Structure-Activity Correlations for the Oxidation of CO over Polycrystalline RuO2 Powder Derived from Steady-State and Transient Kinetic Experiments

Abstract

Abstract The oxidation of carbon monoxide was studied at atmospheric pressure in a plug-flow reactor over polycrystalline ruthenium dioxide powder in the temperature range from 363 to 453 K as a function of the pretreatment. Calcining RuO2 in flowing oxygen resulted in purified bulk RuO2, whereas reduction in hydrogen led to bulk Ru metal, which was partially oxidized again in flowing oxygen at increasing temperatures (T ox) up to 573 K to obtain RuO2/Ru shell-core particles with increasing RuO2 shell thickness. Using the TPR technique subsequent to steady-state CO oxidation to monitor the degree of oxidation, the most active and stable state of the unsupported ruthenium catalysts was identified as an ultra-thin RuO2 layer covering a metallic Ru core in agreement with the shell-core model established for supported Ru catalysts.

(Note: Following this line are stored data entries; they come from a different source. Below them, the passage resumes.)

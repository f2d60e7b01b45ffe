use chrono::{DateTime, NaiveDate};
use serde::{Deserialize, Serialize};
use std::collections::{BTreeMap, HashMap};
use std::fmt;

/// Profile of the signed-in expert as returned by the server.
#[derive(Debug, Clone, Serialize, Deserialize, PartialEq, Default)]
#[serde(rename_all = "camelCase")]
pub struct Expert {
    #[serde(default)]
    pub name: String,
    #[serde(default)]
    pub email: String,
    #[serde(default)]
    pub specialization: String,
    pub address: Option<String>,
    pub gender: Option<String>,
    pub profile_pic: Option<String>,
}

/// Editable subset of the profile, sent back on save.
#[derive(Debug, Clone, Serialize, Deserialize, PartialEq)]
#[serde(rename_all = "camelCase")]
pub struct ProfileUpdate {
    pub name: String,
    pub specialization: String,
    pub address: String,
    pub gender: String,
    pub profile_pic: Option<String>,
}

impl ProfileUpdate {
    pub const DEFAULT_GENDER: &'static str = "Male";
    pub const DEFAULT_PICTURE: &'static str = "/default.png";

    /// Seed an edit draft from the server profile, filling the form defaults.
    pub fn from_expert(expert: &Expert) -> Self {
        Self {
            name: expert.name.clone(),
            specialization: expert.specialization.clone(),
            address: expert.address.clone().unwrap_or_default(),
            gender: expert
                .gender
                .clone()
                .unwrap_or_else(|| Self::DEFAULT_GENDER.to_string()),
            profile_pic: Some(
                expert
                    .profile_pic
                    .clone()
                    .unwrap_or_else(|| Self::DEFAULT_PICTURE.to_string()),
            ),
        }
    }
}

#[derive(Debug, Clone, PartialEq, Eq, Serialize, Deserialize)]
#[serde(from = "String", into = "String")]
pub enum AppointmentStatus {
    Pending,
    Confirmed,
    Rejected,
    ReportSent,
    Other(String),
}

impl From<String> for AppointmentStatus {
    fn from(raw: String) -> Self {
        match raw.as_str() {
            "pending" => AppointmentStatus::Pending,
            "confirmed" => AppointmentStatus::Confirmed,
            "rejected" => AppointmentStatus::Rejected,
            "report sent" => AppointmentStatus::ReportSent,
            _ => AppointmentStatus::Other(raw),
        }
    }
}

impl From<AppointmentStatus> for String {
    fn from(status: AppointmentStatus) -> Self {
        status.as_str().to_string()
    }
}

impl AppointmentStatus {
    pub fn as_str(&self) -> &str {
        match self {
            AppointmentStatus::Pending => "pending",
            AppointmentStatus::Confirmed => "confirmed",
            AppointmentStatus::Rejected => "rejected",
            AppointmentStatus::ReportSent => "report sent",
            AppointmentStatus::Other(raw) => raw,
        }
    }
}

impl fmt::Display for AppointmentStatus {
    fn fmt(&self, f: &mut fmt::Formatter<'_>) -> fmt::Result {
        f.write_str(self.as_str())
    }
}

#[derive(Debug, Clone, Serialize, Deserialize, PartialEq)]
pub struct Appointment {
    #[serde(rename = "_id")]
    pub id: String,
    #[serde(default)]
    pub date: String,
    #[serde(default)]
    pub time: String,
    pub status: AppointmentStatus,
}

impl Appointment {
    pub fn display_date(&self) -> String {
        display_date(&self.date)
    }

    /// Whether the feedback report for this appointment can still be filled in.
    pub fn awaiting_feedback(&self) -> bool {
        self.status != AppointmentStatus::ReportSent
    }
}

/// Appointment list as grouped by the server.
#[derive(Debug, Clone, Serialize, Deserialize, Default, PartialEq)]
pub struct AppointmentBook {
    #[serde(default)]
    pub pending: Vec<Appointment>,
    #[serde(default)]
    pub confirmed: Vec<Appointment>,
}

/// Outcome chosen by the expert for a pending appointment.
#[derive(Debug, Clone, Copy, PartialEq, Eq, Serialize, Deserialize)]
#[serde(rename_all = "lowercase")]
pub enum Decision {
    Confirmed,
    Rejected,
}

impl Decision {
    pub fn as_str(&self) -> &'static str {
        match self {
            Decision::Confirmed => "confirmed",
            Decision::Rejected => "rejected",
        }
    }
}

#[derive(Debug, Clone, Serialize, Deserialize, PartialEq)]
#[serde(rename_all = "camelCase")]
pub struct Summary {
    pub appointment_id: String,
    #[serde(default)]
    pub created_at: String,
    /// JSON-encoded text blob, parsed by [`crate::summary::parse_summary`]
    #[serde(default)]
    pub summary: String,
}

impl Summary {
    pub fn display_date(&self) -> String {
        display_date(&self.created_at)
    }
}

#[derive(Debug, Clone, Copy, PartialEq, Eq, Serialize, Deserialize)]
pub enum QuestionKind {
    #[serde(rename = "multiple-choice")]
    MultipleChoice,
    #[serde(rename = "text")]
    Text,
    #[serde(other)]
    Unsupported,
}

/// One node of the server-owned feedback decision graph.
#[derive(Debug, Clone, Serialize, Deserialize, PartialEq)]
pub struct Question {
    #[serde(rename = "questionId")]
    pub id: String,
    #[serde(default)]
    pub text: String,
    #[serde(rename = "type")]
    pub kind: QuestionKind,
    #[serde(default)]
    pub options: Vec<String>,
    /// Answer value to next question id
    #[serde(default, rename = "nextRule")]
    pub next_rule: HashMap<String, String>,
    #[serde(default)]
    pub terminal: bool,
}

impl Question {
    pub fn is_free_text(&self) -> bool {
        self.kind == QuestionKind::Text
    }

    /// A terminal node ends the questionnaire once answered.
    pub fn is_terminal(&self) -> bool {
        self.terminal || self.is_free_text()
    }

    pub fn next_for(&self, answer: &str) -> Option<&str> {
        self.next_rule.get(answer).map(String::as_str)
    }
}

#[derive(Debug, Clone, Serialize, Deserialize, PartialEq)]
#[serde(rename_all = "camelCase")]
pub struct FeedbackSubmission {
    pub appointment_id: String,
    pub responses: BTreeMap<String, String>,
}

#[derive(Debug, Clone, Serialize, Deserialize)]
pub struct LoginRequest {
    pub email: String,
    pub password: String,
}

#[derive(Debug, Clone, Serialize, Deserialize)]
pub struct SignupRequest {
    pub name: String,
    pub email: String,
    pub mobile: String,
    pub password: String,
    pub specialization: String,
}

#[derive(Debug, Clone, Serialize, Deserialize)]
pub struct Credentials {
    pub token: String,
    /// User object as sent by the server; kept opaque and persisted verbatim
    #[serde(default)]
    pub user: serde_json::Value,
}

/// Render a server timestamp or date as `M/D/YYYY`, leaving unparseable input untouched.
pub fn display_date(raw: &str) -> String {
    if let Ok(ts) = DateTime::parse_from_rfc3339(raw) {
        return ts.date_naive().format("%-m/%-d/%Y").to_string();
    }
    if let Ok(date) = NaiveDate::parse_from_str(raw, "%Y-%m-%d") {
        return date.format("%-m/%-d/%Y").to_string();
    }
    raw.to_string()
}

Steady-state turnover frequencies (TOFs) obtained with the ultra-thin RuO2 films are in good agreement with TOFs reported for studies on Ru single crystal surfaces and with supported Ru catalysts. Only for RuO2 films thicker than 1 nm (T ox ≥ 473 K) and for fully oxidized RuO2 deactivation was observed, presumably due to the formation of inactive RuO2 surfaces such as the RuO2(100)-c(2×2) facet. Moreover, it was demonstrated that the presence of moisture in the reactant feed inhibits the oxidation of CO completely.